Stored data entries
-------
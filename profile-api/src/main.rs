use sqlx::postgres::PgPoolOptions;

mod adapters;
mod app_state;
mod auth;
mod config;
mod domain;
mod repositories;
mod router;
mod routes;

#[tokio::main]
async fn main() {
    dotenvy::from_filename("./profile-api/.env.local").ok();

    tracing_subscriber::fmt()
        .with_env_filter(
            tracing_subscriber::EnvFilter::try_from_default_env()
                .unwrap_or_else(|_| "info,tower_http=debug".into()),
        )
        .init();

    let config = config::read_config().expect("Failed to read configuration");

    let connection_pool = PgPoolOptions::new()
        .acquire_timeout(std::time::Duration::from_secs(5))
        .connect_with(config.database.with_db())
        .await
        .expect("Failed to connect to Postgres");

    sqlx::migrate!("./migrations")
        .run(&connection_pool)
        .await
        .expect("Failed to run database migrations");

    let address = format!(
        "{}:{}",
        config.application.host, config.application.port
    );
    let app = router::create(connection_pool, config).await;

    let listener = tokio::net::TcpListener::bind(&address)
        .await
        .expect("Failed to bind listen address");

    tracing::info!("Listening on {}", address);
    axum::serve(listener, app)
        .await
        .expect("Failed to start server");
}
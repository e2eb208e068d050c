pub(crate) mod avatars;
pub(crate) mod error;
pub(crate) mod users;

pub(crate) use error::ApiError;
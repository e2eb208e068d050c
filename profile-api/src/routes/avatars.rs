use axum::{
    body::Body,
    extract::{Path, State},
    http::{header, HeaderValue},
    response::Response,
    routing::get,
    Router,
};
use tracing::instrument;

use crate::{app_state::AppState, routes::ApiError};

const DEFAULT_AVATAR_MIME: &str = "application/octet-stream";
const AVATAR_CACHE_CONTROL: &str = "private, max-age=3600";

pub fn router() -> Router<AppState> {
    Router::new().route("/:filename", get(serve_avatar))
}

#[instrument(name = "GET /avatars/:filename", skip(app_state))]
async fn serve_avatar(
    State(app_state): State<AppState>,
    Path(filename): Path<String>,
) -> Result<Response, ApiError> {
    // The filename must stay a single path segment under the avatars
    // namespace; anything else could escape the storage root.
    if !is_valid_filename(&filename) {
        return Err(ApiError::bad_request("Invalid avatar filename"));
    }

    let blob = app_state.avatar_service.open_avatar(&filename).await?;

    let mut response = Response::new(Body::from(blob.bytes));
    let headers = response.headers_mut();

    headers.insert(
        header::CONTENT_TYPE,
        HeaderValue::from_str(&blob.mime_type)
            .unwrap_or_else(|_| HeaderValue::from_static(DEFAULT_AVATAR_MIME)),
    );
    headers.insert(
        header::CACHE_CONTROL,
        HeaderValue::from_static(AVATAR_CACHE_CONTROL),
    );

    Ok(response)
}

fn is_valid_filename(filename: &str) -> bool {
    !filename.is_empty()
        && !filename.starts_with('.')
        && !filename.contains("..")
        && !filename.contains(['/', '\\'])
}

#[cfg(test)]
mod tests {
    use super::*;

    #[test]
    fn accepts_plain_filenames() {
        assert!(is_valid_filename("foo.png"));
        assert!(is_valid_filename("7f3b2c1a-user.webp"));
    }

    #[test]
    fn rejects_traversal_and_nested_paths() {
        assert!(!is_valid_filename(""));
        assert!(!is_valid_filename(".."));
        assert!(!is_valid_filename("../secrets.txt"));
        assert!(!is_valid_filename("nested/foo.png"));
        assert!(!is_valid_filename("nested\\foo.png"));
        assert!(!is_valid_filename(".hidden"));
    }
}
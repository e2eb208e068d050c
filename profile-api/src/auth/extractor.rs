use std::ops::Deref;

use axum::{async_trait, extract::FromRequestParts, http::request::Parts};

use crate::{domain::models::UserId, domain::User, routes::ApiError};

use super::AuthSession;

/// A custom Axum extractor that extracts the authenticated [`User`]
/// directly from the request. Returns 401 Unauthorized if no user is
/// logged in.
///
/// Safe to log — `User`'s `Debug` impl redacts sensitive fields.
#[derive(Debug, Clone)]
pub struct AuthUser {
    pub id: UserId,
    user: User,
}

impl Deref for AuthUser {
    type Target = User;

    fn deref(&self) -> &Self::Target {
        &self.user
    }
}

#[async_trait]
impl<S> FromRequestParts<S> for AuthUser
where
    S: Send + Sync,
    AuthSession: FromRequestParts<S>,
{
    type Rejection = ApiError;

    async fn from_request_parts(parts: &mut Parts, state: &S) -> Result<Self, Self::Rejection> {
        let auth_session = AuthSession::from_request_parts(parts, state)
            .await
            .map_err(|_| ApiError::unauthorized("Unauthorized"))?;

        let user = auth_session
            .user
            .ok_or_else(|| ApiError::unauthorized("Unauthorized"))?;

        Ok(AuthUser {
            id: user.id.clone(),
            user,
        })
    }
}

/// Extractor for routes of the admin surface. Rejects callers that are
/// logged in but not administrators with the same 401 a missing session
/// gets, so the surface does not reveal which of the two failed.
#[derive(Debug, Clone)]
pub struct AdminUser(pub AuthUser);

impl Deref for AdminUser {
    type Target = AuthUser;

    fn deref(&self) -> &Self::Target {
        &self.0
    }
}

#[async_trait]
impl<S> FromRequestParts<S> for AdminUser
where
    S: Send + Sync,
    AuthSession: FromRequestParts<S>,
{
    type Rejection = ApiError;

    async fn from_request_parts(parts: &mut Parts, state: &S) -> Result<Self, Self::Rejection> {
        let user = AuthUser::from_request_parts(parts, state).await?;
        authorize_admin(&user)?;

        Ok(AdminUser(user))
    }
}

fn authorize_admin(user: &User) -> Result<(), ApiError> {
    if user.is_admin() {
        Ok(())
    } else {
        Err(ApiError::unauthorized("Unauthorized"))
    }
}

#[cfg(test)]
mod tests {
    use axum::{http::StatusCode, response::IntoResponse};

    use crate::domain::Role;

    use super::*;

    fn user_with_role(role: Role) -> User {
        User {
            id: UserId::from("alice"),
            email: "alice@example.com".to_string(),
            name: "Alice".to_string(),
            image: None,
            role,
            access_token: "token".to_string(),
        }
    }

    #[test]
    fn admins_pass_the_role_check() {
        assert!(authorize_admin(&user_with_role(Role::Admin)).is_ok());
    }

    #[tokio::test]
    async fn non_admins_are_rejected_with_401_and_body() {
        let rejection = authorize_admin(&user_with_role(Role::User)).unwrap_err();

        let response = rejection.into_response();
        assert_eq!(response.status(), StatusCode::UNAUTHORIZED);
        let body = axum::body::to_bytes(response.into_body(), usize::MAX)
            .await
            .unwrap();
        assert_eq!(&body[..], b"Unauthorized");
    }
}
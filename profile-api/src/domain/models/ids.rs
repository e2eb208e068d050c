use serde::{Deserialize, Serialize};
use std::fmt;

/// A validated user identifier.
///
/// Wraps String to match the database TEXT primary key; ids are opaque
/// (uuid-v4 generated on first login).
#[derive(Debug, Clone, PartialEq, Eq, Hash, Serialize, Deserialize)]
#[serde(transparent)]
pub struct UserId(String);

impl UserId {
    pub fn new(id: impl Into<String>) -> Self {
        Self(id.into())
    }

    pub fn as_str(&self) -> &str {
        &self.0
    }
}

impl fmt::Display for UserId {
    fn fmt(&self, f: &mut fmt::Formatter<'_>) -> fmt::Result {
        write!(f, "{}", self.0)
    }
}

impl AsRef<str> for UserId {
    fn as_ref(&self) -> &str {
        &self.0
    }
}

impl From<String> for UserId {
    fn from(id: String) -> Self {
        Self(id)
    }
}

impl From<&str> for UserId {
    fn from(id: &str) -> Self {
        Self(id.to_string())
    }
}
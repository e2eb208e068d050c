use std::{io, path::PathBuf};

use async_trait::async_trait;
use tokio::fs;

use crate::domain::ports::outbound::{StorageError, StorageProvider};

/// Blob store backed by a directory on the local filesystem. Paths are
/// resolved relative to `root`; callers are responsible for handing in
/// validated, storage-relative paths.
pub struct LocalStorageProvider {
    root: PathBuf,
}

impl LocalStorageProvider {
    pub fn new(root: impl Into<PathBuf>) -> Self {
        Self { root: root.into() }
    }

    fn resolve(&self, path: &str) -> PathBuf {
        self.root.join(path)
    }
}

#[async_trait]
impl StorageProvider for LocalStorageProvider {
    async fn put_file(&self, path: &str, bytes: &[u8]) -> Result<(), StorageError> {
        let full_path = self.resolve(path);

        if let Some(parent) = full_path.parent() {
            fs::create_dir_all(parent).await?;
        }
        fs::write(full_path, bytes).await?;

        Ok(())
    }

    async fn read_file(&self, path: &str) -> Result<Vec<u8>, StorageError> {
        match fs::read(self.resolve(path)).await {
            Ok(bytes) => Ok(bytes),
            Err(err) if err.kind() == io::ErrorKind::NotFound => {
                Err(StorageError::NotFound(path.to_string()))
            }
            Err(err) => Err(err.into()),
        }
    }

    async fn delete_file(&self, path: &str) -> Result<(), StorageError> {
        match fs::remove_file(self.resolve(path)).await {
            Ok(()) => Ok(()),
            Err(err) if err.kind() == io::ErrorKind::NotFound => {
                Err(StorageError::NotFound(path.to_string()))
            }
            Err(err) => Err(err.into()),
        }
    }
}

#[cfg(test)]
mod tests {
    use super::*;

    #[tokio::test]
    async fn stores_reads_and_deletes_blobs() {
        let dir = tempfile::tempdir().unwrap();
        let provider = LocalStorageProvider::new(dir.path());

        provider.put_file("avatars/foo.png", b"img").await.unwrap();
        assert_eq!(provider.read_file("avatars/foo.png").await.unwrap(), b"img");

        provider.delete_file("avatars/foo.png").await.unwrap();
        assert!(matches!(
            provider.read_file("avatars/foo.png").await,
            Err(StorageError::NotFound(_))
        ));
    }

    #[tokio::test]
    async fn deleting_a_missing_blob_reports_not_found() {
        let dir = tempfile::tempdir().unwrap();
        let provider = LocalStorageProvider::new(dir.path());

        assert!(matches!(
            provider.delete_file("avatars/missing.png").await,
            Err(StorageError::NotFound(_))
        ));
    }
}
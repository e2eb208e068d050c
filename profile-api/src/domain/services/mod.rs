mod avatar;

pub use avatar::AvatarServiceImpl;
-------
Directions for this task
The entries above hold the needed span. Transcribe exactly the lines from the one with "fn from(id: String)" to the one with "use tokio::fs;", both included.

Output of the task
    fn from(id: String) -> Self {
        Self(id)
    }
}

impl From<&str> for UserId {
    fn from(id: &str) -> Self {
        Self(id.to_string())
    }
}
repository e2eb208e068d050c
use std::{io, path::PathBuf};

use async_trait::async_trait;
use tokio::fs;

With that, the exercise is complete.